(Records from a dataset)
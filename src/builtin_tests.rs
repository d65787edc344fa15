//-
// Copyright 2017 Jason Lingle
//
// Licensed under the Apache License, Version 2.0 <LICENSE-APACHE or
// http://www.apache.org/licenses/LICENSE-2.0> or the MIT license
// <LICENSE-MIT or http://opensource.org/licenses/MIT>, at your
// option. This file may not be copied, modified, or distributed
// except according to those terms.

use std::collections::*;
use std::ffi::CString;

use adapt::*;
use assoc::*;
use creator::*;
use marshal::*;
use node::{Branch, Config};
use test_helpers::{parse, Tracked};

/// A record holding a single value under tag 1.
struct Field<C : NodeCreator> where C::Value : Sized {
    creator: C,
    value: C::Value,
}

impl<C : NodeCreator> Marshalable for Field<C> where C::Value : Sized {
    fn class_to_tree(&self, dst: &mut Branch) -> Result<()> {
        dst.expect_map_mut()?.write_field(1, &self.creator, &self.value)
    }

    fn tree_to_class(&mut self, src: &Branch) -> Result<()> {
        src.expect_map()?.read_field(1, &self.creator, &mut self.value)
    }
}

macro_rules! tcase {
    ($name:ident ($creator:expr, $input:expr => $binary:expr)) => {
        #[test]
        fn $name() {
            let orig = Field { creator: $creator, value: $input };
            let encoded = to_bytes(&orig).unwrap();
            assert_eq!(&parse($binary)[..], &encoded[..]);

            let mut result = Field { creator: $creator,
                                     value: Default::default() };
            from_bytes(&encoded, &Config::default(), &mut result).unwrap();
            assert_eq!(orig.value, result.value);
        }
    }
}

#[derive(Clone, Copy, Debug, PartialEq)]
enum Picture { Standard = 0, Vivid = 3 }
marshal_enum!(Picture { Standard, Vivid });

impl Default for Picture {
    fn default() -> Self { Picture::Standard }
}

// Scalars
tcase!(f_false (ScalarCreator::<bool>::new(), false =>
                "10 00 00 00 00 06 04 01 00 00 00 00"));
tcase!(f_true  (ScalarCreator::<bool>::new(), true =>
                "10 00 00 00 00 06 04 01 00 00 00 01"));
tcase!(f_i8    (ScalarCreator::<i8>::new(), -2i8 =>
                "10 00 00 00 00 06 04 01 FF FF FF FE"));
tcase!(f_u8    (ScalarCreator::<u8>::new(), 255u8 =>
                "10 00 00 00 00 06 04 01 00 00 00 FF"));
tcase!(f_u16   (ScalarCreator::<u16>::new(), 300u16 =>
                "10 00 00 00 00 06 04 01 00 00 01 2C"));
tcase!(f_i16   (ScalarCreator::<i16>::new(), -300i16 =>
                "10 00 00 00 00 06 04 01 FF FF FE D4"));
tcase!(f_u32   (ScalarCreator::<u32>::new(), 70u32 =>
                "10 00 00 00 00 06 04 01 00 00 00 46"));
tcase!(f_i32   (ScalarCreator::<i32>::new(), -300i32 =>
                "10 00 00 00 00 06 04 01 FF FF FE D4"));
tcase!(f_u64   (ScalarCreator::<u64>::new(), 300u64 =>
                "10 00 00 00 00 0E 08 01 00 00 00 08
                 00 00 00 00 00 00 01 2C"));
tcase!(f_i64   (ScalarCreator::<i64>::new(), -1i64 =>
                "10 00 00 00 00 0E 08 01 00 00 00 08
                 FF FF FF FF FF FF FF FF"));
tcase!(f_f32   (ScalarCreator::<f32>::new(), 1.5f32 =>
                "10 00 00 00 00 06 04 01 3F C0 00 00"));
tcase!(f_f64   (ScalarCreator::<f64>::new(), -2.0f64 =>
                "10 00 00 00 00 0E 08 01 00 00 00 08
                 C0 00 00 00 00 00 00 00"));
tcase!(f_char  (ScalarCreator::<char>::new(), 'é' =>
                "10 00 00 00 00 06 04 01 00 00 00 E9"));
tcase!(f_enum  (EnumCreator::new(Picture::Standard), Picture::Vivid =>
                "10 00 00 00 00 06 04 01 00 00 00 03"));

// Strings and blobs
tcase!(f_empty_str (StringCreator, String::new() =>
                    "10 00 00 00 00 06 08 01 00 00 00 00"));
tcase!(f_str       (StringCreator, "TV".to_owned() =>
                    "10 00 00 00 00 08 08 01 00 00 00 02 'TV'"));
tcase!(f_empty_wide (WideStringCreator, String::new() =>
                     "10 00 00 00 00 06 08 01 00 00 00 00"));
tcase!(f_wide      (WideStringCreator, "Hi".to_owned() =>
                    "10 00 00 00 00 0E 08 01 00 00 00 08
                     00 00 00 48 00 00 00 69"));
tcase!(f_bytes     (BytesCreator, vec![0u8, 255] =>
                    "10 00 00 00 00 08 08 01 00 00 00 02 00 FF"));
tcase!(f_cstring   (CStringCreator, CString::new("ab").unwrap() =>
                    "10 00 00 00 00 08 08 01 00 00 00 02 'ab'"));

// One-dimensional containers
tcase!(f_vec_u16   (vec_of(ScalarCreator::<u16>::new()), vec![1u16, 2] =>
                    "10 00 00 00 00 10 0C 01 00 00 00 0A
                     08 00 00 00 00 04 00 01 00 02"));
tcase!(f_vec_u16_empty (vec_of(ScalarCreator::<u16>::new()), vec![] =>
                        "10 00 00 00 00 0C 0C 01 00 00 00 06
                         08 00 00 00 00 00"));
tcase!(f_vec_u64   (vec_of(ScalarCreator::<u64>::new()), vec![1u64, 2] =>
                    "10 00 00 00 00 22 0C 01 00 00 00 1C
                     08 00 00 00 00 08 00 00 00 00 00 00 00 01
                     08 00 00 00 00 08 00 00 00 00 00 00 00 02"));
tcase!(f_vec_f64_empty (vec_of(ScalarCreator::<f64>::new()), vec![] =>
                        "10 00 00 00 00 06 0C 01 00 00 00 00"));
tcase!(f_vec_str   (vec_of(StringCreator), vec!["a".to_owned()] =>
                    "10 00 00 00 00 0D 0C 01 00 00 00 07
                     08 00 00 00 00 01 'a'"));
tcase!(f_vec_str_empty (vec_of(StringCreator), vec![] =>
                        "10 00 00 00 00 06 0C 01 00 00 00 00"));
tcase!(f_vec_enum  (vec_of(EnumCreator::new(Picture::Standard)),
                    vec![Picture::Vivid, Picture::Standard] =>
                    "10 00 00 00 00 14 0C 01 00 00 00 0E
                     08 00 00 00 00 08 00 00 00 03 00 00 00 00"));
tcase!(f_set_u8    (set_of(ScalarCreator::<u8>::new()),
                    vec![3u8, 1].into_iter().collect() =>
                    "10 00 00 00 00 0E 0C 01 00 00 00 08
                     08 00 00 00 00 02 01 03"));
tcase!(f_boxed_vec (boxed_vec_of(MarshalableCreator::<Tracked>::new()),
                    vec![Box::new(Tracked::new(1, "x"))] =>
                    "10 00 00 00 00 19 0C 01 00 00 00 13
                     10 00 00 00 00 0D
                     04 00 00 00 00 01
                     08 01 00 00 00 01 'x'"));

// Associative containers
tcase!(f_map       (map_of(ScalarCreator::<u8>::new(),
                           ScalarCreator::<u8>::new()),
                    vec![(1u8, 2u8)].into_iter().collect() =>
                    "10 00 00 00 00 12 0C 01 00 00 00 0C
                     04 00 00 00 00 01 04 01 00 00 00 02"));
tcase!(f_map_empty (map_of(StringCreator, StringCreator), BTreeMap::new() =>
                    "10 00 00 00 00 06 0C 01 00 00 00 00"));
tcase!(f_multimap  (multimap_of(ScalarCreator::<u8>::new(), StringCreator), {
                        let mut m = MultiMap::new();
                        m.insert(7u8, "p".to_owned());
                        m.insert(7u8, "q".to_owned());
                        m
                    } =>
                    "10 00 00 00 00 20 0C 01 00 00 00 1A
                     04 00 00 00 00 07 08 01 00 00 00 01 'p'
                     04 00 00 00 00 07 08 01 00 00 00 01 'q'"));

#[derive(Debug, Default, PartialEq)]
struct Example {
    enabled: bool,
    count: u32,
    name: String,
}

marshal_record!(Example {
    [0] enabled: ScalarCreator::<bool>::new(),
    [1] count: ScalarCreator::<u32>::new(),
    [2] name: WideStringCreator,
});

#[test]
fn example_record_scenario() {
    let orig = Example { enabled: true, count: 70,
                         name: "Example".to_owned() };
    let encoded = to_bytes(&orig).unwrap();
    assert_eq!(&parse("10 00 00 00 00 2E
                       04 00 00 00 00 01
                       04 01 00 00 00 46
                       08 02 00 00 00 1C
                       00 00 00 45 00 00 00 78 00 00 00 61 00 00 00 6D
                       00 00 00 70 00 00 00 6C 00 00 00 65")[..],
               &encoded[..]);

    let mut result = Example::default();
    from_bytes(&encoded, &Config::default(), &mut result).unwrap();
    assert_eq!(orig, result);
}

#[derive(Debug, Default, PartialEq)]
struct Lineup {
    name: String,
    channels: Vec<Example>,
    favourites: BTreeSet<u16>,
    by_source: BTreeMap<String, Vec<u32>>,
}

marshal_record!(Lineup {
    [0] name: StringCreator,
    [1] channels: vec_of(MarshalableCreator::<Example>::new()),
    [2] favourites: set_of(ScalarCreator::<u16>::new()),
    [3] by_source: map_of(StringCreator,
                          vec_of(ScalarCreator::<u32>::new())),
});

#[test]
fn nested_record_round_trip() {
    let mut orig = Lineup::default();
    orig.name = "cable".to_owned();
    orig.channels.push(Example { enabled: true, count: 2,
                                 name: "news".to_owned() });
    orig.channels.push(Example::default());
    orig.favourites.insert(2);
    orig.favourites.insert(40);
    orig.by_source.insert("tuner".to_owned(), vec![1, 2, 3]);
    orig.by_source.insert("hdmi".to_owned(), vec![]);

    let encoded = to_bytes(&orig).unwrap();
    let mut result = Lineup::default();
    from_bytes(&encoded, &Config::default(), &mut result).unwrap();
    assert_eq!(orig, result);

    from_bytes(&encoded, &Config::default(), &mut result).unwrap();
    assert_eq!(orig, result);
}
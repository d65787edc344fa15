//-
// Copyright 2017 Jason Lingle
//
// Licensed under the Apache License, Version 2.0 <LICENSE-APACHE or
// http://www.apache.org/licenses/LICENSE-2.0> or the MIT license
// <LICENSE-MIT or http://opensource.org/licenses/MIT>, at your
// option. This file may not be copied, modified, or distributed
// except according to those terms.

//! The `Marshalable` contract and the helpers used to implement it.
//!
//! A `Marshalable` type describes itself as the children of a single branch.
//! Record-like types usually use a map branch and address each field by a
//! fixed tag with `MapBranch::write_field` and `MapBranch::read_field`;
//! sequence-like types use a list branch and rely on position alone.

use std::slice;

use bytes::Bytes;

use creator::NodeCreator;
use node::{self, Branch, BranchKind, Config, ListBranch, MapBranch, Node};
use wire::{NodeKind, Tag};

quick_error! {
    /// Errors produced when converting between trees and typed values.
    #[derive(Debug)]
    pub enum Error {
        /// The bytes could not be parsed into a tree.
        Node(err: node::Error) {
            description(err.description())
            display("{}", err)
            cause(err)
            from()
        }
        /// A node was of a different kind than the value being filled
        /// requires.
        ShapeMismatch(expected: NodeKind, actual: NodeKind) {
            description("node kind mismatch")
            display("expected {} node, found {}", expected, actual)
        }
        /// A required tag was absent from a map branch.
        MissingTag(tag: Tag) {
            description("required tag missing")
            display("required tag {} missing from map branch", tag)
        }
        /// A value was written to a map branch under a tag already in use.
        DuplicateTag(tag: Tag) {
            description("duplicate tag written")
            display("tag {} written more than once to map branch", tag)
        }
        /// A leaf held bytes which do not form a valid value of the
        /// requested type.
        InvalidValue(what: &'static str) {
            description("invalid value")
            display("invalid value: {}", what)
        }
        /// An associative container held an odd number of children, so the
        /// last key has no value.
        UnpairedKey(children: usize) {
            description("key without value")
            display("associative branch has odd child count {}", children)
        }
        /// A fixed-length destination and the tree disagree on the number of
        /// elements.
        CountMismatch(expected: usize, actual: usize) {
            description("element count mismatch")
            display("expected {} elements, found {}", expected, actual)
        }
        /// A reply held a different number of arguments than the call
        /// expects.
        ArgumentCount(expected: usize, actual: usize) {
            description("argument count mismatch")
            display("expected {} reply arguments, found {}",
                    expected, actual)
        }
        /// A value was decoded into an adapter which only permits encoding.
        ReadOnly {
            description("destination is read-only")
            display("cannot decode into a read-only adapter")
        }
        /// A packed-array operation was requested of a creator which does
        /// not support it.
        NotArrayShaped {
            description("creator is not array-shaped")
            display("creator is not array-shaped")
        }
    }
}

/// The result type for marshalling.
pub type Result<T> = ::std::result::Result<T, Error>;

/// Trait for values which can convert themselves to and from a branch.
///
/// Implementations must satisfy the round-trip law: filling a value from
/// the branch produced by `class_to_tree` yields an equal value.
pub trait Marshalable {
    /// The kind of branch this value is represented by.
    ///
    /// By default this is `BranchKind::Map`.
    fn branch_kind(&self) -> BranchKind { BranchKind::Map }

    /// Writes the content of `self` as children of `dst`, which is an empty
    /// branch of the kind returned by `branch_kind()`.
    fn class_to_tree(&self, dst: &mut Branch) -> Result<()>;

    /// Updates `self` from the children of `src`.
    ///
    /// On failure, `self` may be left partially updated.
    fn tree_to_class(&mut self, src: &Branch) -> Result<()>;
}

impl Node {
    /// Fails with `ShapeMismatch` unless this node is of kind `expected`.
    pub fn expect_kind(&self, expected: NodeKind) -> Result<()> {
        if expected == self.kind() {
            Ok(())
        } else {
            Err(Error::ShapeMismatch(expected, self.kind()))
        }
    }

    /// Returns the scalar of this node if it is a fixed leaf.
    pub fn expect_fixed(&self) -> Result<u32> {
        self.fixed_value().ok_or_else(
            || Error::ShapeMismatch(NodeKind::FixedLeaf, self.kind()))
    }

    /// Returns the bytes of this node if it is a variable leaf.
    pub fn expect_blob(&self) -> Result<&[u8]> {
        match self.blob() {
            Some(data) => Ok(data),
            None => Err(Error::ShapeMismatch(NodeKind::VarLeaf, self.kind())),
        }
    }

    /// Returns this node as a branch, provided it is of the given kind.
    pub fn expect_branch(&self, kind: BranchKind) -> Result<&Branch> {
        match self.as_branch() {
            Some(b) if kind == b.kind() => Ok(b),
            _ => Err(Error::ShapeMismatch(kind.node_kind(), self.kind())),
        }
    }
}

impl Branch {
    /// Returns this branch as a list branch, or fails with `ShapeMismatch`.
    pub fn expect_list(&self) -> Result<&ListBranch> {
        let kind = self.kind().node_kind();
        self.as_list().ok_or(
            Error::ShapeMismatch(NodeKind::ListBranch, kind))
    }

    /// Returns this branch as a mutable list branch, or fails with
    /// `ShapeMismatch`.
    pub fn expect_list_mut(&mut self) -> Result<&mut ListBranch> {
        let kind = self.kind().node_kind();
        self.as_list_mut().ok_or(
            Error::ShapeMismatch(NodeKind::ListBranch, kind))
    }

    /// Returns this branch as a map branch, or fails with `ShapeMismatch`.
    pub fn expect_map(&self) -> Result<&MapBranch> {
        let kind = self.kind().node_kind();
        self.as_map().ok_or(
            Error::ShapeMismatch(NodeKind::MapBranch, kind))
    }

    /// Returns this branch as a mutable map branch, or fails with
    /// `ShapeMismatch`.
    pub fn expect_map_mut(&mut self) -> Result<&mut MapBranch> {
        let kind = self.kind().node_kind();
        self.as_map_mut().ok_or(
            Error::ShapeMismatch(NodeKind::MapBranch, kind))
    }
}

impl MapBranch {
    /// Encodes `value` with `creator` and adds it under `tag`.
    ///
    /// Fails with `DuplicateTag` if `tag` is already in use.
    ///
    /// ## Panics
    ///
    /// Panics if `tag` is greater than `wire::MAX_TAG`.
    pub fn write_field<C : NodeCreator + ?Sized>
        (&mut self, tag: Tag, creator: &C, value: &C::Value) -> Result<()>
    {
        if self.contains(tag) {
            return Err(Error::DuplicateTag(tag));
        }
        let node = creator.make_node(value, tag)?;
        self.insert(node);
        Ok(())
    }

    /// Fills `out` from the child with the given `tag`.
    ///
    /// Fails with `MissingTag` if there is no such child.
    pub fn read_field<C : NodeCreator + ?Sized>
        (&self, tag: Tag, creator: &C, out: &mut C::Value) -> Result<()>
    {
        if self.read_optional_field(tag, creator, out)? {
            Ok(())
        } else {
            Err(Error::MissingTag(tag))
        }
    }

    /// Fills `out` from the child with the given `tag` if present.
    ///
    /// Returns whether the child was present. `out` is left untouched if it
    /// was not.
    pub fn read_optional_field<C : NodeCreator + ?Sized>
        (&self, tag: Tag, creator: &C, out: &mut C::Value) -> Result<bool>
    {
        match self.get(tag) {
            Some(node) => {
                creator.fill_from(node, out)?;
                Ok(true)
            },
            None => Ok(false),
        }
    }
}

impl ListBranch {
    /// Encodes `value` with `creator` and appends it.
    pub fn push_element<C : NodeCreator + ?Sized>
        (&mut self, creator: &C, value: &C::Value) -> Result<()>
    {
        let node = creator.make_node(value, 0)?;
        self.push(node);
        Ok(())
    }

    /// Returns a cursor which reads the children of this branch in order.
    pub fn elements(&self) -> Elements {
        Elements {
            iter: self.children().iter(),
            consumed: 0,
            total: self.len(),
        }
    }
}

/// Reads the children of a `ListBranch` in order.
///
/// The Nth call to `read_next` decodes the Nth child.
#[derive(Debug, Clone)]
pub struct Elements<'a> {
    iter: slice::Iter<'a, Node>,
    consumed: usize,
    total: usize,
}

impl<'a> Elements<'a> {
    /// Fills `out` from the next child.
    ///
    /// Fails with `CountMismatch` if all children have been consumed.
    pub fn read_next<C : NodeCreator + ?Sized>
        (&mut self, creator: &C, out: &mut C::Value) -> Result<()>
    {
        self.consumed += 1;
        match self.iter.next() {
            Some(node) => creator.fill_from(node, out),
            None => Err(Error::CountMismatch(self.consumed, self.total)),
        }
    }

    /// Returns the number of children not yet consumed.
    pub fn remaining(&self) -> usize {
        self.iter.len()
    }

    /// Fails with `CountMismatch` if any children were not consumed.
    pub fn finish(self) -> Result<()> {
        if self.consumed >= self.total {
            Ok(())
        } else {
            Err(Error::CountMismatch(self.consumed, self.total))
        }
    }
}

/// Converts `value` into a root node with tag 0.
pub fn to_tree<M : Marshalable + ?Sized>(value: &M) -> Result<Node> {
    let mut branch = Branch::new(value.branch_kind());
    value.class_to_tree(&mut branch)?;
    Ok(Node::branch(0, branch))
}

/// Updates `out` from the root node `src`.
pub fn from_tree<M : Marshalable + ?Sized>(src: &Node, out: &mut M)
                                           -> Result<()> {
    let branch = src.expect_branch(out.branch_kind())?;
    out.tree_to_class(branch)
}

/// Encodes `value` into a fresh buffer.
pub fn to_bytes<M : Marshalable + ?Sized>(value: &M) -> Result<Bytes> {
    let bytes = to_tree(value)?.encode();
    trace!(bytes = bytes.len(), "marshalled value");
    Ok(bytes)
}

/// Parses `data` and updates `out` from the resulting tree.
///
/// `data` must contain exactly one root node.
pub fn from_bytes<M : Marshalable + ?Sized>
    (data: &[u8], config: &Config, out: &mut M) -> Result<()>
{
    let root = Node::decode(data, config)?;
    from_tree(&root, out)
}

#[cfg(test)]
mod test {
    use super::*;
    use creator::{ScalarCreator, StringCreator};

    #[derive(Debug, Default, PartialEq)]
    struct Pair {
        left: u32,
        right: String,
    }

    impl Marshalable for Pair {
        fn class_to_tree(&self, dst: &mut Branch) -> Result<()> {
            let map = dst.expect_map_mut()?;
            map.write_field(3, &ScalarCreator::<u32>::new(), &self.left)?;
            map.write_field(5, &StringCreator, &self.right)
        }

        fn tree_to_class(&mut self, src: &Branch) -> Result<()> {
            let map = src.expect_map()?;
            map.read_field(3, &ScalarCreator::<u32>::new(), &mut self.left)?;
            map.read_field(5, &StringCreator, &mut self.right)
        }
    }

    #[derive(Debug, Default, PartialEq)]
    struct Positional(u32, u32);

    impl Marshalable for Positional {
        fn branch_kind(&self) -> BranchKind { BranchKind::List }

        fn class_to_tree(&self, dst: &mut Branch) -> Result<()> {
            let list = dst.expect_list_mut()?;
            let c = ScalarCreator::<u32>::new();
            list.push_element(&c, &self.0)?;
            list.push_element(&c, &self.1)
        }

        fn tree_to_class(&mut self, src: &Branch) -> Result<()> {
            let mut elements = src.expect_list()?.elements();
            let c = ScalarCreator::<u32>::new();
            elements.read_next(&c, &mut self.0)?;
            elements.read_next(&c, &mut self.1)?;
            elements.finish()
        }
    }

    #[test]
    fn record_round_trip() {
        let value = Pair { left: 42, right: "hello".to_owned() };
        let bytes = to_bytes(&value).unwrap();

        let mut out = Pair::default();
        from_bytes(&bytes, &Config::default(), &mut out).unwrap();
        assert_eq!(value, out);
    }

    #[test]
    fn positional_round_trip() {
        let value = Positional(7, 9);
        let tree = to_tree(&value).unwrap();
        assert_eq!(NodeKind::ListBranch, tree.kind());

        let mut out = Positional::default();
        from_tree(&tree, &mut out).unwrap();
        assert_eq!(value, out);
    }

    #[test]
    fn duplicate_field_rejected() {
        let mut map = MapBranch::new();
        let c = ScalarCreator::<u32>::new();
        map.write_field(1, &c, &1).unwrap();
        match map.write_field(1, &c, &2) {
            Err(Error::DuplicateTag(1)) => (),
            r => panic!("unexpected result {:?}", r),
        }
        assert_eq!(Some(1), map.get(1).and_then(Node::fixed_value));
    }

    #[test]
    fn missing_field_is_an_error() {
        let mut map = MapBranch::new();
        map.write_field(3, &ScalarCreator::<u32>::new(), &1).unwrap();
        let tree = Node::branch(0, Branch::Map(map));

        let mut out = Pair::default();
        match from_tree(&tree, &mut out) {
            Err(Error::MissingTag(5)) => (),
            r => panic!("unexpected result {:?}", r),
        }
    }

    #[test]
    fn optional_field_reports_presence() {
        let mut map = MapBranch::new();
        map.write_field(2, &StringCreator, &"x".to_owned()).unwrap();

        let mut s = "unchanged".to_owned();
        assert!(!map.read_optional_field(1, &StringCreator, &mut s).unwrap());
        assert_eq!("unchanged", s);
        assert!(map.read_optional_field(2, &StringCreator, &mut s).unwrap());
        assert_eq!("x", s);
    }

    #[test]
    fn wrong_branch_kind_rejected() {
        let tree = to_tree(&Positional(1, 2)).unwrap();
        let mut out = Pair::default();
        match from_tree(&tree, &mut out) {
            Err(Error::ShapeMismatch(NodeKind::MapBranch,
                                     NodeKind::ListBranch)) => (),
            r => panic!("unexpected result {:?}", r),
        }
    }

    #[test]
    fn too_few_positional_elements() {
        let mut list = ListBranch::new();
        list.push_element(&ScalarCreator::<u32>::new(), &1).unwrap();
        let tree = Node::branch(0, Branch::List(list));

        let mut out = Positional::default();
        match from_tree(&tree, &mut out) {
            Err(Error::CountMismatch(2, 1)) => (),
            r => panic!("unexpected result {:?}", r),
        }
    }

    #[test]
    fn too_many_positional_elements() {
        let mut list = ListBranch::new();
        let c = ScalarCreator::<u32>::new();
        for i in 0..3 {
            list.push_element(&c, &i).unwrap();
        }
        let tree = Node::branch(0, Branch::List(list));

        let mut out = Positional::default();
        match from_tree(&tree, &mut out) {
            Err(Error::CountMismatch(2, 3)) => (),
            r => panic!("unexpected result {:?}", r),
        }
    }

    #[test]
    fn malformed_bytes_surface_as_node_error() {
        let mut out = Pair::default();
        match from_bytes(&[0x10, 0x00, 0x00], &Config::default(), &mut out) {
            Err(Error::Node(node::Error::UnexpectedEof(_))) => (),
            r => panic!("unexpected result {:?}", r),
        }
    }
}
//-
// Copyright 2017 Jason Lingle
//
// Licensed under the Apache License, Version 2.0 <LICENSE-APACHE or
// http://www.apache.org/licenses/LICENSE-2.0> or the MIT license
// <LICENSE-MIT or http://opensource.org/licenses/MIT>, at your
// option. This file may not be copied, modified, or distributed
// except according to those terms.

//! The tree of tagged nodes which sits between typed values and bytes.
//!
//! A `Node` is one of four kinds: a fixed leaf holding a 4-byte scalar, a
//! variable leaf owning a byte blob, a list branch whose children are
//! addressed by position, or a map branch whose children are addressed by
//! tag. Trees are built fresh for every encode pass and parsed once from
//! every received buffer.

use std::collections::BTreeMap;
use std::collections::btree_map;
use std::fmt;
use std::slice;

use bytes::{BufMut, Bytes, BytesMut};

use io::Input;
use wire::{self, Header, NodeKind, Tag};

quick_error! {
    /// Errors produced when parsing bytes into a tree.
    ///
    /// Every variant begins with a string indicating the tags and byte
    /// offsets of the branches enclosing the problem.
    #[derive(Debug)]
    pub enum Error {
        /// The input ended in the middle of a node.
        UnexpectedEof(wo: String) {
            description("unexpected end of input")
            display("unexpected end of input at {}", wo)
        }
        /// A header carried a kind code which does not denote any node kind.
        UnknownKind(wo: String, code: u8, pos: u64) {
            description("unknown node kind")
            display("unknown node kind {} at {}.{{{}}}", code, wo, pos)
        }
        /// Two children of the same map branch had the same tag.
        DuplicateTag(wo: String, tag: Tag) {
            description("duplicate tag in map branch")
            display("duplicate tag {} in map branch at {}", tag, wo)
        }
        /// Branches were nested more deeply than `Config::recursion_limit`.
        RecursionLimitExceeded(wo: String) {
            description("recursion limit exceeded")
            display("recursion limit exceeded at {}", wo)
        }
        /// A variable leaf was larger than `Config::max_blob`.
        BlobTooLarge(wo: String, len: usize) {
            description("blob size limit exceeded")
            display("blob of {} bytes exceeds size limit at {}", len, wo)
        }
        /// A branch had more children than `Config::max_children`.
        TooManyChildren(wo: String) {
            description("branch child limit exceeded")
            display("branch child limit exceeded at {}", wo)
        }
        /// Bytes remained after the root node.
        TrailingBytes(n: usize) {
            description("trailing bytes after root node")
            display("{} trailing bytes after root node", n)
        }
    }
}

• [WHAT THE TASK ASKS] Lines from the records above that hold "consumed" are the ones to list.

• [COMPLETED TASK]
            consumed: 0,
    consumed: usize,
    /// Fails with `CountMismatch` if all children have been consumed.
        self.consumed += 1;
            None => Err(Error::CountMismatch(self.consumed, self.total)),
    /// Returns the number of children not yet consumed.
    /// Fails with `CountMismatch` if any children were not consumed.
        if self.consumed >= self.total {
            Err(Error::CountMismatch(self.consumed, self.total))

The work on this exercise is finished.